Truly I tell you, unless you change and become like little children, you will never enter the kingdom of heaven. Therefore, whoever takes the lowly position of this child is the greatest in the kingdom of heaven.
- Jesus, in Matthew 18: 3-4
Tonight at dinner, I asked the boys what I should write about for my blog. My older son said that I should write about the Bahamas [recently ravaged by a hurricane]. I asked him why, and he said, "because they were destroyed." I asked him why that matters. He said, "What do you mean?! The Bahamas were wiped out!" And why does that matter? He couldn't get why I was asking such a preposterous question - in his world, it obviously matters that people are getting hurt and will get more hurt by the impacts of climate change.
My younger son said that I should write about littering and pollution. I asked him why. "Because it's a problem." Why is it a problem? "What do you mean?! Of course it's a problem!"

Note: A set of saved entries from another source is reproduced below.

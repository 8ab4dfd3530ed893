//! Secret lifecycle helpers
//!
//! A Secret is only referenced from rendered config after it passed
//! validation here. TLS secrets become a single PEM file (certificate then
//! key), JWK secrets a key file the proxy reads for JWT validation.

use k8s_openapi::api::core::v1::Secret;
use rustls_pemfile::{certs, private_key};
use std::io::BufReader;
use thiserror::Error;

pub const TLS_CERT_KEY: &str = "tls.crt";
pub const TLS_PRIVATE_KEY_KEY: &str = "tls.key";
pub const JWK_KEY: &str = "jwk";

/// File name of the default server certificate
pub const DEFAULT_SERVER_SECRET_NAME: &str = "default";
/// File name of the wildcard certificate used by TLS entries without a secret
pub const WILDCARD_SECRET_NAME: &str = "wildcard";

pub const TLS_SECRET_FILE_MODE: u32 = 0o600;
pub const JWK_SECRET_FILE_MODE: u32 = 0o644;

#[derive(Error, Debug, Clone, PartialEq, Eq)]
pub enum SecretError {
    #[error("Secret doesn't have {0}")]
    MissingKey(&'static str),

    #[error("Invalid certificate: {0}")]
    InvalidCertificate(String),

    #[error("Invalid private key: {0}")]
    InvalidPrivateKey(String),

    #[error("Secret is not a TLS or JWK secret")]
    UnknownKind,
}

#[derive(Debug, Clone, Copy, PartialEq, Eq)]
pub enum SecretKind {
    Tls,
    Jwk,
}

fn data<'a>(secret: &'a Secret, key: &'static str) -> Result<&'a [u8], SecretError> {
    secret
        .data
        .as_ref()
        .and_then(|data| data.get(key))
        .map(|bytes| bytes.0.as_slice())
        .ok_or(SecretError::MissingKey(key))
}

/// A TLS secret must hold at least one PEM certificate and a PEM private key
pub fn validate_tls_secret(secret: &Secret) -> Result<(), SecretError> {
    let cert_pem = data(secret, TLS_CERT_KEY)?;
    let key_pem = data(secret, TLS_PRIVATE_KEY_KEY)?;

    let mut cert_reader = BufReader::new(cert_pem);
    let chain = certs(&mut cert_reader)
        .collect::<Result<Vec<_>, _>>()
        .map_err(|e| SecretError::InvalidCertificate(e.to_string()))?;
    if chain.is_empty() {
        return Err(SecretError::InvalidCertificate(
            "No certificate found".to_string(),
        ));
    }

    let mut key_reader = BufReader::new(key_pem);
    private_key(&mut key_reader)
        .map_err(|e| SecretError::InvalidPrivateKey(e.to_string()))?
        .ok_or_else(|| SecretError::InvalidPrivateKey("No private key found".to_string()))?;

    Ok(())
}

pub fn validate_jwk_secret(secret: &Secret) -> Result<(), SecretError> {
    data(secret, JWK_KEY).map(|_| ())
}

pub fn secret_kind(secret: &Secret) -> Result<SecretKind, SecretError> {
    if validate_tls_secret(secret).is_ok() {
        return Ok(SecretKind::Tls);
    }
    if validate_jwk_secret(secret).is_ok() {
        return Ok(SecretKind::Jwk);
    }
    Err(SecretError::UnknownKind)
}

/// TLS secrets are always accepted. JWK secrets only with Plus.
pub fn validate_secret(secret: &Secret, nginx_plus: bool) -> Result<SecretKind, SecretError> {
    let tls = validate_tls_secret(secret);
    if !nginx_plus {
        return tls.map(|_| SecretKind::Tls);
    }
    match (tls, validate_jwk_secret(secret)) {
        (Ok(()), _) => Ok(SecretKind::Tls),
        (_, Ok(())) => Ok(SecretKind::Jwk),
        _ => Err(SecretError::UnknownKind),
    }
}

/// Secrets watched by the controller: anything shaped like a TLS or JWK secret
pub fn is_supported_secret(secret: &Secret) -> bool {
    let has = |key| {
        secret
            .data
            .as_ref()
            .is_some_and(|data| data.contains_key(key))
    };
    (has(TLS_CERT_KEY) && has(TLS_PRIVATE_KEY_KEY)) || has(JWK_KEY)
}

/// PEM file content: certificate, newline, key
pub fn pem_content(secret: &Secret) -> Vec<u8> {
    let mut content = Vec::new();
    if let Ok(cert) = data(secret, TLS_CERT_KEY) {
        content.extend_from_slice(cert);
    }
    content.push(b'\n');
    if let Ok(key) = data(secret, TLS_PRIVATE_KEY_KEY) {
        content.extend_from_slice(key);
    }
    content
}

pub fn jwk_content(secret: &Secret) -> Vec<u8> {
    data(secret, JWK_KEY).map(<[u8]>::to_vec).unwrap_or_default()
}
//! Task Queue
//!
//! Deduplicating FIFO of reconciliation tasks with a single consumer.
//!
//! A task key that is already pending is not queued twice. A key that is
//! re-added while its task is being processed is queued again once the worker
//! calls `done`, so the change is never lost and never processed concurrently.
//!
//! ```text
//!  watchers ──enqueue──► [dirty set + FIFO] ──get──► worker ──done──┐
//!                              ▲                                     │
//!                              └──────── re-added if dirty ◄─────────┘
//! ```

use async_trait::async_trait;
use k8s_openapi::api::core::v1::{ConfigMap, Secret, Service};
use k8s_openapi::api::discovery::v1::EndpointSlice;
use k8s_openapi::api::networking::v1::Ingress;
use std::collections::{HashSet, VecDeque};
use std::fmt;
use std::sync::atomic::{AtomicBool, Ordering};
use std::sync::{Arc, Mutex};
use std::time::Duration;
use tokio::sync::{watch, Notify};
use tracing::{debug, error};

use super::annotations::is_minion;
use super::cache::{safe_lock, ResourceKey, SERVICE_NAME_LABEL};
use crate::apis::crd::{VirtualServer, VirtualServerRoute};

/// Kind of resource a task reconciles, decided once at enqueue time
#[derive(Debug, Clone, Copy, PartialEq, Eq, Hash)]
pub enum TaskKind {
    Ingress,
    IngressMinion,
    Endpoints,
    ConfigMap,
    Secret,
    ExternalService,
    VirtualServer,
    VirtualServerRoute,
}

impl TaskKind {
    pub fn as_str(&self) -> &'static str {
        match self {
            TaskKind::Ingress => "ingress",
            TaskKind::IngressMinion => "ingress_minion",
            TaskKind::Endpoints => "endpoints",
            TaskKind::ConfigMap => "configmap",
            TaskKind::Secret => "secret",
            TaskKind::ExternalService => "external_service",
            TaskKind::VirtualServer => "virtualserver",
            TaskKind::VirtualServerRoute => "virtualserverroute",
        }
    }
}

impl fmt::Display for TaskKind {
    fn fmt(&self, f: &mut fmt::Formatter<'_>) -> fmt::Result {
        f.write_str(self.as_str())
    }
}

/// One unit of reconciliation work
#[derive(Debug, Clone, PartialEq, Eq, Hash)]
pub struct Task {
    pub kind: TaskKind,
    pub key: ResourceKey,
}

impl Task {
    pub fn new(kind: TaskKind, key: ResourceKey) -> Self {
        Self { kind, key }
    }
}

impl fmt::Display for Task {
    fn fmt(&self, f: &mut fmt::Formatter<'_>) -> fmt::Result {
        write!(f, "{} {}", self.kind, self.key)
    }
}

/// Resources that can be turned into a task
pub trait IntoTask {
    fn to_task(&self) -> Option<Task>;
}

impl IntoTask for Ingress {
    fn to_task(&self) -> Option<Task> {
        let kind = if is_minion(self) {
            TaskKind::IngressMinion
        } else {
            TaskKind::Ingress
        };
        Some(Task::new(kind, ResourceKey::of(self)))
    }
}

/// Slices are keyed by the Service they belong to
impl IntoTask for EndpointSlice {
    fn to_task(&self) -> Option<Task> {
        let namespace = self.metadata.namespace.clone()?;
        let service = self.metadata.labels.as_ref()?.get(SERVICE_NAME_LABEL)?;
        Some(Task::new(
            TaskKind::Endpoints,
            ResourceKey::new(namespace, service.clone()),
        ))
    }
}

impl IntoTask for ConfigMap {
    fn to_task(&self) -> Option<Task> {
        Some(Task::new(TaskKind::ConfigMap, ResourceKey::of(self)))
    }
}

impl IntoTask for Secret {
    fn to_task(&self) -> Option<Task> {
        Some(Task::new(TaskKind::Secret, ResourceKey::of(self)))
    }
}

impl IntoTask for Service {
    fn to_task(&self) -> Option<Task> {
        Some(Task::new(TaskKind::ExternalService, ResourceKey::of(self)))
    }
}

impl IntoTask for VirtualServer {
    fn to_task(&self) -> Option<Task> {
        Some(Task::new(TaskKind::VirtualServer, ResourceKey::of(self)))
    }
}

impl IntoTask for VirtualServerRoute {
    fn to_task(&self) -> Option<Task> {
        Some(Task::new(TaskKind::VirtualServerRoute, ResourceKey::of(self)))
    }
}

/// The consumer side of the queue. Owns whatever state syncing mutates.
#[async_trait]
pub trait SyncHandler: Send {
    async fn sync(&mut self, task: Task);
}

#[derive(Default)]
struct QueueState {
    queue: VecDeque<Task>,
    dirty: HashSet<Task>,
    processing: HashSet<Task>,
    shutting_down: bool,
}

/// Deduplicating work queue
pub struct TaskQueue {
    state: Mutex<QueueState>,
    notify: Notify,
    worker_started: AtomicBool,
    worker_done: watch::Sender<bool>,
}

impl Default for TaskQueue {
    fn default() -> Self {
        Self::new()
    }
}

impl TaskQueue {
    pub fn new() -> Self {
        let (worker_done, _) = watch::channel(false);
        Self {
            state: Mutex::new(QueueState::default()),
            notify: Notify::new(),
            worker_started: AtomicBool::new(false),
            worker_done,
        }
    }

    /// Enqueue the task for a resource
    pub fn enqueue<R: IntoTask>(&self, resource: &R) {
        match resource.to_task() {
            Some(task) => {
                debug!(task = %task, "Adding task");
                self.add(task);
            }
            None => debug!("Couldn't create a task for resource"),
        }
    }

    /// Add a task unless it is already pending
    pub fn add(&self, task: Task) {
        let mut state = safe_lock(&self.state);
        if state.shutting_down || state.dirty.contains(&task) {
            return;
        }
        state.dirty.insert(task.clone());
        if state.processing.contains(&task) {
            // Re-queued by done()
            return;
        }
        state.queue.push_back(task);
        drop(state);
        self.notify.notify_one();
    }

    /// Wait for the next task. Returns `None` once the queue is shut down and drained.
    pub async fn get(&self) -> Option<Task> {
        loop {
            let notified = self.notify.notified();
            {
                let mut state = safe_lock(&self.state);
                if let Some(task) = state.queue.pop_front() {
                    state.dirty.remove(&task);
                    state.processing.insert(task.clone());
                    return Some(task);
                }
                if state.shutting_down {
                    return None;
                }
            }
            notified.await;
        }
    }

    /// Mark a task as processed
    pub fn done(&self, task: &Task) {
        let mut state = safe_lock(&self.state);
        state.processing.remove(task);
        if state.dirty.contains(task) {
            state.queue.push_back(task.clone());
            drop(state);
            self.notify.notify_one();
        }
    }

    /// Re-add immediately (transient errors)
    pub fn requeue(&self, task: Task, err: &dyn fmt::Display) {
        error!(key = %task.key, error = %err, "Requeuing task");
        self.add(task);
    }

    /// Re-add after `delay` on a separate timer
    pub fn requeue_after(self: &Arc<Self>, task: Task, err: &dyn fmt::Display, delay: Duration) {
        error!(key = %task.key, error = %err, delay = ?delay, "Requeuing task after delay");
        let queue = Arc::clone(self);
        tokio::spawn(async move {
            tokio::time::sleep(delay).await;
            queue.add(task);
        });
    }

    pub fn len(&self) -> usize {
        safe_lock(&self.state).queue.len()
    }

    pub fn is_empty(&self) -> bool {
        self.len() == 0
    }

    pub fn is_shutting_down(&self) -> bool {
        safe_lock(&self.state).shutting_down
    }

    /// Run the single worker until the queue is shut down and drained.
    ///
    /// `done` is called after every task regardless of its outcome.
    pub async fn run<H: SyncHandler>(&self, handler: &mut H) {
        self.worker_started.store(true, Ordering::SeqCst);
        while let Some(task) = self.get().await {
            debug!(task = %task, "Syncing");
            handler.sync(task.clone()).await;
            self.done(&task);
        }
        self.worker_done.send_replace(true);
        debug!("Task queue worker exited");
    }

    /// Close the queue and wait for the worker to drain and exit
    pub async fn shutdown(&self) {
        safe_lock(&self.state).shutting_down = true;
        self.notify.notify_waiters();
        self.notify.notify_one();

        if !self.worker_started.load(Ordering::SeqCst) {
            return;
        }
        let mut done = self.worker_done.subscribe();
        // Sender is owned by self, so wait_for can only fail if self is gone
        let _ = done.wait_for(|exited| *exited).await;
    }
}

The older students that I typically teach can dig deeper when I ask those questions - keep peeling back the layers of our thinking and beliefs. I like the exercise because it's fun and kinda enlightening, but I also find that it's a powerful experience for me and them to get in touch with the things that really matter to us. At some point, we say: "Because I care about it!" And there's no deeper layer, because our caring about it doesn't need a reason, it doesn't need an argument, it doesn't need a justification.
We hit that level very quickly tonight at dinner. My kids are pro-life. They care about other people and animals, automatically and unequivocally.
This is a pro-life movement
At the end of the documentary, Chasing Coral, that I watched in a couple of my classes last week in preparation for the climate strike activities, one student came up to me at the end and said, "That's so sad." I think she's pro-life, and that's why she found it sad, but I'll find out. (25% of the world's species live in coral reef ecosystems, over 1.25 billion people survive on them, and we're likely to lose all coral reefs by the end of this century.)I'm pro-life: I want all people, animals, plants, fungi, etc. - all of it - to have a fair chance at living full-out, satisfied, and fulfilled lives. And I hope to grow in my wonder at life, its mysteries and beauties, that my kids have reinvigorated in me these last 11 years. The climate and environmental movements are pro-life movements, and I'm excited to see young people starting to fill the leadership gap.